◆ WHAT YOU HAVE TO DO
State how many lines of the records contain the string "played", and give no other information.

◆ MATERIAL PROVIDED

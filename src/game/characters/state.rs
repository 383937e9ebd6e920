// Character state machine

use serde::Deserialize;

/// Represents the current state of a character
#[derive(Debug, Clone, Copy, PartialEq, Eq, Hash, Default)]
pub enum CharacterState {
    /// Standing still
    #[default]
    Idle,
    /// Transitional animation played once before full movement
    WindUp,
    /// Moving horizontally at full speed
    Move,
}

impl CharacterState {
    /// Name of the sprite sheet and metadata entry for this state
    pub fn animation_name(&self) -> &'static str {
        match self {
            Self::Idle => "idle",
            Self::WindUp => "move_state",
            Self::Move => "move",
        }
    }
}

/// How a character gets from standing to moving
#[derive(Debug, Clone, Copy, PartialEq, Eq, Default, Deserialize)]
#[serde(rename_all = "snake_case")]
pub enum Locomotion {
    /// `Idle -> Move` as soon as a direction is held
    Direct,
    /// `Idle -> WindUp -> Move`, with the wind-up played through once
    #[default]
    Staged,
}

/// What the transition table needs to know about the current tick
#[derive(Debug, Clone, Copy)]
pub struct TransitionInput {
    /// Active character with at least one direction held
    pub driving: bool,
    /// The wind-up clip is on its last tick of its last frame
    pub wind_up_complete: bool,
}

/// Explicit transition table
pub fn next_state(
    locomotion: Locomotion,
    current: CharacterState,
    input: TransitionInput,
) -> CharacterState {
    use CharacterState::*;

    if !input.driving {
        return Idle;
    }

    match (locomotion, current) {
        (Locomotion::Direct, _) => Move,
        (Locomotion::Staged, Idle) => WindUp,
        (Locomotion::Staged, WindUp) if input.wind_up_complete => Move,
        (Locomotion::Staged, WindUp) => WindUp,
        (Locomotion::Staged, Move) => Move,
    }
}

◆ TASK ANSWER
2